Publication at Faculty of Arts |
2018

Abstract

It has long been argued that idealized model sketches cannot provide us with factive scientific understanding, precisely because these models employ various idealizations; hence, they are false, strictly speaking (e.g. Elgin 2004, 2007, Potochnik 2015).

Others espouse the view that understanding is quasi-factive (e.g. Mizrahi 2012), acknowledging the role of simplifying assumptions and the need to relax the standards, though there are well known issues surrounding this position.

Few have defended (in one way or another) the factive understanding account despite the objections raised against it (e.g. Reutlinger et al 2017, Rice 2016).

In this talk I argue for the claim that there is a way in which we can maintain the position of factive understanding. All it takes is to accept that there are different "levels of abstraction" which still can (and do) give us factive understanding.

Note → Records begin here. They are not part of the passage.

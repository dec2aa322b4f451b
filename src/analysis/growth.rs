//! Growth-rate adapter
//!
//! Wraps a model's absolute and per-capita growth rates as pure functions of the biomass
//! vector, holding every other parameter fixed. The adapter borrows the model immutably,
//! so its parameters cannot change while any of the returned closures is alive, and the
//! closures can be evaluated from several threads at once.

use crate::model::EcologicalModel;

use super::error::AnalysisError;

/// Growth-rate functions of a model, ready for differentiation.
#[derive(Debug, Clone, Copy)]
pub struct GrowthRate<'a, M> {
    model: &'a M,
}

impl<'a, M: EcologicalModel> GrowthRate<'a, M> {
    pub fn new(model: &'a M) -> Self {
        Self { model }
    }

    pub fn richness(&self) -> usize {
        self.model.richness()
    }

    /// `B -> dB/dt`
    pub fn absolute(&self) -> impl Fn(&[f64]) -> Vec<f64> + Send + Sync + 'a {
        let model = self.model;
        move |biomass: &[f64]| model.growth_rate(biomass)
    }

    /// `B -> (1/B) dB/dt`
    pub fn per_capita(&self) -> impl Fn(&[f64]) -> Vec<f64> + Send + Sync + 'a {
        let model = self.model;
        move |biomass: &[f64]| model.per_capita_growth_rate(biomass)
    }
}

/// Checks that a biomass vector can be used as a linearization point for `model`.
pub(crate) fn check_biomass<M: EcologicalModel>(
    model: &M,
    biomass: &[f64],
) -> Result<(), AnalysisError> {
    if biomass.len() != model.richness() {
        return Err(AnalysisError::InvalidArgument(format!(
            "biomass vector has {} entries, expected {}",
            biomass.len(),
            model.richness()
        )));
    }

    if let Some((i, b)) = biomass
        .iter()
        .enumerate()
        .find(|(_, b)| !b.is_finite() || **b < 0.0)
    {
        return Err(AnalysisError::InvalidArgument(format!(
            "biomass of species {i} must be finite and non-negative, got {b}"
        )));
    }

    Ok(())
}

In addition to that, it should be noted that the whole debate on factive understanding also suffers from an inadequate distinction between the processes of abstraction and idealization (see Godfrey-Smith 2009 for a widely held account). As an example, consider a mechanistic model of an enzyme regulation, specifically the way in which the product of a metabolic pathway feeds back into the pathway and inhibits it by inhibiting the normal functioning of an enzyme.

It can be said that such mechanistic model abstracts away from various key details, or alternatively that it idealizes various factors. For instance, it ignores the distinction between competitive and non-competitive inhibition which can be considered both as abstraction and idealization.

Furthermore, a simple model often disregards the role of molar concentration. Yet, models such as these do provide us with factive understanding when they tell us something true about the phenomenon, namely the way in which it is causally organized, i.e. by way of negative feedback (see also Glennan 2017).

This crucially differs from the views of those (e.g. Strevens 2017) who argue that idealizations highlight causal irrelevance of the idealized factors.

For the phenomenon to occur, it makes all the difference precisely what kind of inhibition is at play and what the molar concentration of the product is (see also Love and Nathan 2015 who consider ignoring concentrations as a case of idealization). Finally, I will briefly distinguish my approach to factive understanding from those of Reutlinger et al (2017) and Rice (2016).

I take it that in the terminology of Reutlinger et al (2017), a specific kind of models, embedded toy models, give us how-actually understanding (i.e. factive understanding) even though these models are highly idealized and simple. Their notion rests on the need for theory-driven de-idelization of the assumptions, however, and as such it importantly differs from my view which is free of such need.

Rice (2016) suggests that optimization models give us factive understanding by providing us with true counterfactual information about what is relevant and irrelevant, which, again, is not the case in the example discussed above. Note that I am not disputing their views, but rather I am adding another type of cases in favor of factive understanding.